With this understanding firmly in mind, this did not feel like an emergency. I was calm, in control, and proficient on partial panel operations. I had already been granted clearance to a lower altitude in visual conditions to reduce my workload. Thus, I was already getting what I wanted. What more did I need?

I told Buffalo that I did not want to declare an emergency at that time.

What would have pushed it over the line for me? Had the ceiling been much lower necessitating an instrument approach to land, I think that would have constituted an emergency. In that case, additional hand-holding from ATC would have been welcome.

We emerged from the cloud bases over gloomy western New York terrain shortly before leveling at 5,000 feet. My workload instantly dropped to normal.

Buffalo passed me to Rochester Approach, where I informed them of my intent to fly a visual approach into Sodus. A few minutes later, we entered IMC again and I asked for a lower altitude.


Rochester cleared us down to 2,500 feet, an altitude that we held for the remainder of the flight home.



Somewhere between Rochester and Sodus, the cover fell off my AI. It was now displaying a normal indication and continued to do so as I maneuvered into the pattern and landed. The contraption may have reverted to good behavior, but I have officially branded it as untrustworthy.
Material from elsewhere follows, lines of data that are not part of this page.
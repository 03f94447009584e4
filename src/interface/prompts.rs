use chrono::NaiveDate;
use dialoguer::{Confirm, Input};

use crate::cli::parse_date;
use crate::error::Result;

/// Prompt for a lookup date, defaulting to the given date (usually today).
pub fn prompt_date(default: NaiveDate) -> Result<NaiveDate> {
    let input: String = Input::new()
        .with_prompt("조회할 날짜 (YYYY-MM-DD)")
        .default(default.format("%Y-%m-%d").to_string())
        .interact_text()?;

    parse_date(input.trim())
}

/// Prompt for a yes/no answer with a default.
pub fn prompt_yes_no(prompt: &str, default: bool) -> Result<bool> {
    let result = Confirm::new()
        .with_prompt(prompt)
        .default(default)
        .interact()?;

    Ok(result)
}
FlightAware ground track from KPTK to KSDC.

Oh, Deer...

After clearing the runway, I brought the Warrior to a stop. Three deer were congregated ahead near the side of the taxiway. If any of them ran into the propeller, it would mean a lousy day for everyone involved. We looked at them. They looked at us. The ears of the closest deer flipped up and, moments later, those of her two comrades did as well. We continued to stare at each other.

We had a standoff.

In hopes of breaking the stalemate, I locked the brakes and ran the engine up to 2,000 RPM. At the roar of the engine, all three deer bolted for the woods and cleared the way for us. "It's not like I have a horn to use," I explained to Kristy as we continued on to our hangar.
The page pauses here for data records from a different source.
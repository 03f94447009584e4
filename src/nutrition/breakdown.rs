//! Macronutrient percentages derived from real provider figures.

use tracing::debug;

use crate::extract::text;
use crate::models::NutritionInfo;
use crate::nutrition::constants::*;

/// Derive a macronutrient split from the free-text `CAL_INFO` field.
///
/// Returns `None` when the field carries only a bare calorie figure (none of
/// the three macronutrient keywords present) or when the computed energy
/// total is not positive. Percentages are rounded independently, so they
/// need not sum to exactly 100.
pub fn derive_from_text(cal_info: &str) -> Option<NutritionInfo> {
    let cal_info = cal_info.trim();
    if cal_info.is_empty() {
        return None;
    }

    let carbs_g = text::labeled_number(cal_info, CARBS_LABEL);
    let protein_g = text::labeled_number(cal_info, PROTEIN_LABEL);
    let fat_g = text::labeled_number(cal_info, FAT_LABEL);

    if carbs_g.is_none() && protein_g.is_none() && fat_g.is_none() {
        return None;
    }

    let carbs_kcal = carbs_g.unwrap_or(0.0) * KCAL_PER_GRAM_CARBS;
    let protein_kcal = protein_g.unwrap_or(0.0) * KCAL_PER_GRAM_PROTEIN;
    let fat_kcal = fat_g.unwrap_or(0.0) * KCAL_PER_GRAM_FAT;

    let total = carbs_kcal + protein_kcal + fat_kcal;
    if total <= 0.0 {
        return None;
    }

    let info = NutritionInfo {
        carbs: share(carbs_kcal, total),
        protein: share(protein_kcal, total),
        fat: share(fat_kcal, total),
    };
    debug!(?info, "derived macronutrient split");
    Some(info)
}

fn share(part: f64, total: f64) -> u32 {
    (part / total * 100.0).round() as u32
}

#[cfg(test)]
mod tests {
    use super::*;

    #[test]
    fn test_bare_kcal_yields_none() {
        assert_eq!(derive_from_text("833.9 Kcal"), None);
        assert_eq!(derive_from_text(""), None);
        assert_eq!(derive_from_text("   "), None);
    }

    #[test]
    fn test_full_breakdown() {
        // 120*4 + 30*4 + 20*9 = 780 kcal
        let info = derive_from_text("833.9 Kcal 탄수화물: 120 단백질: 30 지방: 20").unwrap();
        assert_eq!(info.carbs, 62); // 480/780 = 61.5%
        assert_eq!(info.protein, 15); // 120/780 = 15.4%
        assert_eq!(info.fat, 23); // 180/780 = 23.1%
    }

    #[test]
    fn test_partial_keywords_still_derive() {
        // Protein alone accounts for all counted energy.
        let info = derive_from_text("단백질: 30").unwrap();
        assert_eq!(info.carbs, 0);
        assert_eq!(info.protein, 100);
        assert_eq!(info.fat, 0);
    }

    #[test]
    fn test_zero_total_yields_none() {
        assert_eq!(derive_from_text("탄수화물: 0 단백질: 0 지방: 0"), None);
    }

    #[test]
    fn test_percentages_bounded() {
        let info = derive_from_text("탄수화물 55.5 단백질 21.2 지방 14.9").unwrap();
        for pct in [info.carbs, info.protein, info.fat] {
            assert!(pct <= 100);
        }
    }
}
It was just one more thing to manage in the life of a pilot.

Next Steps

Mike Busch once wrote in a 1995 article that, "The accident database and university research seem to agree: if your attitude gyro quits while you're in thick soup, you're probably gonna die." Having a backup, even a non-certified backup like the Stratus 2, made a big difference. However, my fundamental take-away from the experience with an AI failure is that practiced proficiency can make the difference between an emergency and a challenge. This is why we practice. I am grateful to the other pilots who have ridden right seat in Warrior 481 with me this year while I practiced partial panel operations under the hood. I think that made all the difference in the world.

Warrior 481 is officially banned from IMC until I resolve the issue with the AI. Options include overhauling the mechanical SigmaTek AI already in the panel or replacing it with something else. The AI has been overhauled twice since I purchased Warrior 481, once in 2005 and again in 2011. Another six years later, it's starting to go again.
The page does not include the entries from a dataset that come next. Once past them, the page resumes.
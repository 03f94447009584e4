use rand::rngs::StdRng;
use rand::SeedableRng;

use meal_lookup_rs::models::{MealRecord, NutritionInfo};
use meal_lookup_rs::nutrition::{
    derive_from_text, estimate_split, resolve_breakdown, HIGH_CARBS_BAND, HIGH_PROTEIN_BAND,
    LOW_CARBS_BAND, LOW_PROTEIN_BAND, MID_CARBS_BAND, MID_PROTEIN_BAND, ZERO_CAL_SPLIT,
};

fn in_band(value: u32, (lo, hi): (f64, f64)) -> bool {
    let value = value as f64;
    value >= lo && value <= hi
}

#[test]
fn bare_calorie_text_yields_no_breakdown() {
    assert!(derive_from_text("650.0 Kcal").is_none());
    assert!(derive_from_text("1058.9 kcal").is_none());
}

#[test]
fn derived_percentages_are_bounded_integers() {
    let info = derive_from_text("탄수화물: 110.2 단백질: 33.1 지방: 22.8").unwrap();
    for pct in [info.carbs, info.protein, info.fat] {
        assert!(pct <= 100);
    }
}

#[test]
fn derived_shares_use_energy_factors() {
    // 50*4 = 200, 25*4 = 100, 100*9 = 900; total 1200.
    let info = derive_from_text("탄수화물 50 단백질 25 지방 100").unwrap();
    assert_eq!(info.carbs, 17); // 200/1200 = 16.7%
    assert_eq!(info.protein, 8); // 100/1200 = 8.3%
    assert_eq!(info.fat, 75); // 900/1200 = 75%
}

#[test]
fn high_band_membership_is_deterministic_with_seed() {
    let mut rng = StdRng::seed_from_u64(42);
    for _ in 0..500 {
        let split = estimate_split(1100.0, &mut rng);
        assert!(in_band(split.carbs, HIGH_CARBS_BAND), "carbs {}", split.carbs);
        assert!(
            in_band(split.protein, HIGH_PROTEIN_BAND),
            "protein {}",
            split.protein
        );
        assert_eq!(split.carbs + split.protein + split.fat, 100);
    }
}

#[test]
fn mid_band_covers_600_to_899() {
    let mut rng = StdRng::seed_from_u64(42);
    for total in [600.0, 650.0, 899.9] {
        for _ in 0..200 {
            let split = estimate_split(total, &mut rng);
            assert!(in_band(split.carbs, MID_CARBS_BAND));
            assert!(in_band(split.protein, MID_PROTEIN_BAND));
            assert_eq!(split.carbs + split.protein + split.fat, 100);
        }
    }
}

#[test]
fn low_band_covers_positive_below_600() {
    let mut rng = StdRng::seed_from_u64(42);
    for total in [1.0, 300.0, 599.9] {
        for _ in 0..200 {
            let split = estimate_split(total, &mut rng);
            assert!(in_band(split.carbs, LOW_CARBS_BAND));
            assert!(in_band(split.protein, LOW_PROTEIN_BAND));
            assert_eq!(split.carbs + split.protein + split.fat, 100);
        }
    }
}

#[test]
fn zero_calories_uses_fixed_split() {
    let mut rng = StdRng::seed_from_u64(42);
    let split = estimate_split(0.0, &mut rng);
    assert_eq!((split.carbs, split.protein, split.fat), ZERO_CAL_SPLIT);
}

#[test]
fn resolve_prefers_real_figures() {
    let record = MealRecord {
        nutrition_info: Some(NutritionInfo {
            carbs: 62,
            protein: 15,
            fat: 23,
        }),
        ..Default::default()
    };

    let mut rng = StdRng::seed_from_u64(42);
    let summary = resolve_breakdown(&record, &mut rng);
    assert!(!summary.estimated);
    assert_eq!(summary.percentages, record.nutrition_info.unwrap());
}

#[test]
fn resolve_falls_back_to_estimate() {
    let mut record = MealRecord::default();
    record.lunch.calories = 650.0;
    record.recompute_total();

    let mut rng = StdRng::seed_from_u64(42);
    let summary = resolve_breakdown(&record, &mut rng);
    assert!(summary.estimated);
    // 650 kcal falls into the mid band.
    assert!(in_band(summary.percentages.carbs, MID_CARBS_BAND));
    assert!(in_band(summary.percentages.protein, MID_PROTEIN_BAND));
}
I am intrigued by the Garmin G5, a solid state electronic replacement AI with a four hour battery backup. It is reasonably affordable (a relative term in the realm of avionics) and would eliminate my dependence on two balky mechanical systems: the mechanical AI gyro itself and the vacuum pump that powers it. This setup would still require a vacuum pump for the directional gyro, but that gyro is less critical to the safety of flight than the AI. With 630 hours since install, the current vacuum pump is also due for replacement.

Sometimes, even milk runs come with their challenges.